Sam also recently spoke at our Cleantech Interactive, Investing in Nature on 17 June.
Another collection of promising blue economy innovators are those focused on sustainable fishing. One such innovator is SafetyNet Technologies, the developer of an underwater light that functions to reduce bycatch by 90%. Bycatch represents the millions of unwanted fish caught during commercial fishing. The light, called Pisces, can be attached to fishing nets to deter certain fish and attract others. CTG spoke to Daniel Watson, co-founder of SafetyNet Technologies, who said, “The biggest driver for our technology is regulatory change. The European Union’s Common Fisheries Policy means fishing boats are checked more regularly and fined for bycatch. Our solution mitigates against this. It’s important to highlight that fishing crews don’t want bycatch. So, for example, if a fishing boat had the average of 20% of its cargo hold full of the wrong type of fish – that’s a potential 20% decrease in profit margin.”
Remora has developed fish tracking and tracing technologies which help fishing communities in Costa Rica prove their fish are responsibly sourced and as a result, those fisheries can charge a premium for their produce.

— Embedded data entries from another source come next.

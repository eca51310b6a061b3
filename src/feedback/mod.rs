//! Retry observation and convergence tracking.
//!
//! `FeedbackLoopTracker` never decides whether a task is retried. Whoever runs
//! the retries (the orchestrator) reports each attempt, and the tracker keeps
//! the history, computes a trend, and emits the correction-cycle telemetry.

pub mod meetings;

pub use meetings::{CONVERGENCE_STALLED, MeetingRegistry, MeetingTrigger, MeetingType};

use crate::events::EventSink;
use chrono::Utc;
use nugget_common::{
    AttemptRecord, AttemptStatus, BuildEvent, CorrectionStep, FeedbackLoop, Trend,
};
use std::collections::HashSet;
use std::sync::Arc;
use tracing::{debug, info, warn};

/// One initial attempt plus two retries.
pub const DEFAULT_MAX_ATTEMPTS: u32 = 3;

/// Trend across the two most recent resolved attempts.
///
/// Fewer than two resolved attempts is reported as improving.
pub fn compute_trend(attempts: &[AttemptRecord]) -> Trend {
    let mut resolved = attempts.iter().rev().filter(|a| a.is_resolved());
    let (Some(latest), Some(previous)) = (resolved.next(), resolved.next()) else {
        return Trend::Improving;
    };

    let (now, before) = (latest.pass_ratio(), previous.pass_ratio());
    if (now - before).abs() < f64::EPSILON {
        Trend::Stalled
    } else if now > before {
        Trend::Improving
    } else {
        Trend::Diverging
    }
}

pub struct FeedbackLoopTracker {
    /// Loops in first-attempt order
    loops: Vec<FeedbackLoop>,
    /// Tasks that already received a stall meeting invite
    stall_fired: HashSet<String>,
    max_attempts: u32,
    events: EventSink,
    meetings: Arc<MeetingRegistry>,
}

impl FeedbackLoopTracker {
    pub fn new(events: EventSink, meetings: Arc<MeetingRegistry>) -> Self {
        Self {
            loops: Vec::new(),
            stall_fired: HashSet::new(),
            max_attempts: DEFAULT_MAX_ATTEMPTS,
            events,
            meetings,
        }
    }

    pub fn with_max_attempts(mut self, max_attempts: u32) -> Self {
        self.max_attempts = max_attempts.max(1);
        self
    }

    pub fn max_attempts(&self) -> u32 {
        self.max_attempts
    }

    pub fn get(&self, task_id: &str) -> Option<&FeedbackLoop> {
        self.loops.iter().find(|l| l.task_id == task_id)
    }

    fn get_mut(&mut self, task_id: &str) -> Option<&mut FeedbackLoop> {
        self.loops.iter_mut().find(|l| l.task_id == task_id)
    }

    pub fn loops(&self) -> &[FeedbackLoop] {
        &self.loops
    }

    /// Begin attempt `attempt_number` (0 = first try) of a task.
    pub fn start_attempt(
        &mut self,
        task_id: &str,
        task_name: &str,
        attempt_number: u32,
        failure_reason: Option<&str>,
    ) {
        let max_attempts = self.max_attempts;
        if self.get(task_id).is_none() {
            self.loops.push(FeedbackLoop {
                task_id: task_id.to_string(),
                task_name: task_name.to_string(),
                attempts: Vec::new(),
                converged: false,
                current_step: None,
                max_attempts,
            });
        }

        let is_retry = attempt_number > 0;
        let Some(fl) = self.get_mut(task_id) else {
            return;
        };
        fl.converged = false;
        fl.current_step = is_retry.then_some(CorrectionStep::Diagnosing);
        fl.attempts.push(AttemptRecord {
            attempt_number,
            status: AttemptStatus::InProgress,
            failure_reason: failure_reason.map(str::to_string),
            tests_passing: None,
            tests_total: None,
            timestamp: Utc::now(),
        });
        let max_attempts = fl.max_attempts;

        if !is_retry {
            return;
        }

        info!(task_id, attempt = attempt_number, "Correction cycle started");
        self.events.emit(BuildEvent::CorrectionCycleStarted {
            task_id: task_id.to_string(),
            attempt_number,
            failure_reason: failure_reason.unwrap_or_default().to_string(),
            max_attempts,
        });
        self.events.emit(BuildEvent::CorrectionCycleProgress {
            task_id: task_id.to_string(),
            attempt_number,
            step: CorrectionStep::Diagnosing,
        });
    }

    pub fn mark_fixing(&mut self, task_id: &str) {
        self.advance_step(task_id, CorrectionStep::Fixing);
    }

    pub fn mark_retesting(&mut self, task_id: &str) {
        self.advance_step(task_id, CorrectionStep::Retesting);
    }

    fn advance_step(&mut self, task_id: &str, step: CorrectionStep) {
        let Some(fl) = self.get_mut(task_id) else {
            return;
        };
        let Some(attempt_number) = fl.attempts.last().map(|a| a.attempt_number) else {
            return;
        };
        if attempt_number == 0 {
            return;
        }

        fl.current_step = Some(step);
        self.events.emit(BuildEvent::CorrectionCycleProgress {
            task_id: task_id.to_string(),
            attempt_number,
            step,
        });
    }

    /// Close out the current attempt and report convergence.
    ///
    /// Returns the trend after this attempt, or `None` for an unknown task.
    pub fn record_attempt_result(
        &mut self,
        task_id: &str,
        passed: bool,
        tests_passing: Option<u32>,
        tests_total: Option<u32>,
    ) -> Option<Trend> {
        let Some(fl) = self.get_mut(task_id) else {
            warn!(task_id, "Attempt result recorded for a task with no feedback loop");
            return None;
        };
        let Some(current) = fl.attempts.last_mut() else {
            warn!(task_id, "Attempt result recorded before any attempt started");
            return None;
        };

        current.status = if passed {
            AttemptStatus::Passed
        } else {
            AttemptStatus::Failed
        };
        current.tests_passing = tests_passing;
        current.tests_total = tests_total;
        fl.converged = passed;
        fl.current_step = None;

        let trend = compute_trend(&fl.attempts);
        let resolved = fl.attempts.iter().filter(|a| a.is_resolved()).count();
        let task_name = fl.task_name.clone();
        let update = BuildEvent::ConvergenceUpdate {
            task_id: task_id.to_string(),
            attempts_so_far: fl.attempts.len() as u32,
            tests_passing,
            tests_total,
            trend,
            converged: passed,
            attempts: fl.attempts.clone(),
        };
        debug!(task_id, ?trend, passed, resolved, "Attempt recorded");
        self.events.emit(update);

        if !passed && trend != Trend::Improving && resolved >= 2 {
            self.offer_debug_meeting(task_id, &task_name, resolved);
        }

        Some(trend)
    }

    fn offer_debug_meeting(&mut self, task_id: &str, task_name: &str, attempts: usize) {
        if self.stall_fired.contains(task_id) {
            return;
        }
        let Some(meeting) = self.meetings.find_debug_meeting(CONVERGENCE_STALLED) else {
            debug!(task_id, "No debug meeting registered for stalled convergence");
            return;
        };
        self.stall_fired.insert(task_id.to_string());

        info!(task_id, meeting = %meeting.id, "Suggesting debug meeting for stalled task");
        self.events.emit(BuildEvent::MeetingInvite {
            meeting_type_id: meeting.id.clone(),
            meeting_id: uuid::Uuid::new_v4().to_string(),
            agent_name: meeting.agent_name.clone(),
            title: format!("{}: {}", meeting.name, task_name),
            description: format!(
                "\"{}\" has failed {} attempts without getting closer. Want to debug it together?",
                task_name, attempts
            ),
        });
    }

    pub fn trend(&self, task_id: &str) -> Option<Trend> {
        self.get(task_id).map(|fl| compute_trend(&fl.attempts))
    }

    /// Whether the task is being retried right now.
    pub fn is_in_correction_cycle(&self, task_id: &str) -> bool {
        self.get(task_id)
            .is_some_and(|fl| fl.attempts.len() > 1 && !fl.converged)
    }

    pub fn reset(&mut self) {
        self.loops.clear();
        self.stall_fired.clear();
    }
}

Emerging innovation and technologies in the blue economy are broad and varied, however most are early stage with little competition. The corporates that are investing in the blue economy are mostly those contributing to plastic pollution, such as the fast-moving consumer goods (FMCG) companies like Coca-Cola or Proctor & Gamble.
Technologies to transform the fishing industry face more competition with multiple methods to reduce bycatch and for fish traceability. Daniel Watson, from SafetyNet, outlines, “The many tools that exist range in price, size and complexity. Our direct competitors are working with sound to deter fish. Most solutions are, however, expensive, and it is important to offer affordable price points to be able to scale from artisan to industrial fisheries.”
Julie Angus at Open Ocean Robotics describes the competitive environment for Autonomous Ocean Data (AOD) collection as complimentary. “There are three main types of vessel: one is USVs, like us, the second are unmanned underwater vehicles (UUVs), which are like submarines collecting underwater data, and the third are buoys, which are stationary, collecting data from one spot. Each has benefits and disadvantages, but preferably we would have all three to monitor as the task of monitoring the ocean is vast.”
Keep an Eye on…
The rise in global sea-levels has increased. Between 1993 and 2018, the ocean rose an average of 3.2mm per year, but in the last five years this has been 4.8 mm per year. Meanwhile, coastal construction is also on the rise. This has opened markets for coastal surveillance, monitoring (using sensors, geospatial and satellite data) and risk analytics. As a result, the market for coastal surveillance alone is growing at a CAGR of 2.3%, expected to reach $3.1 billion by 2024, from $2.75 billion in 2019.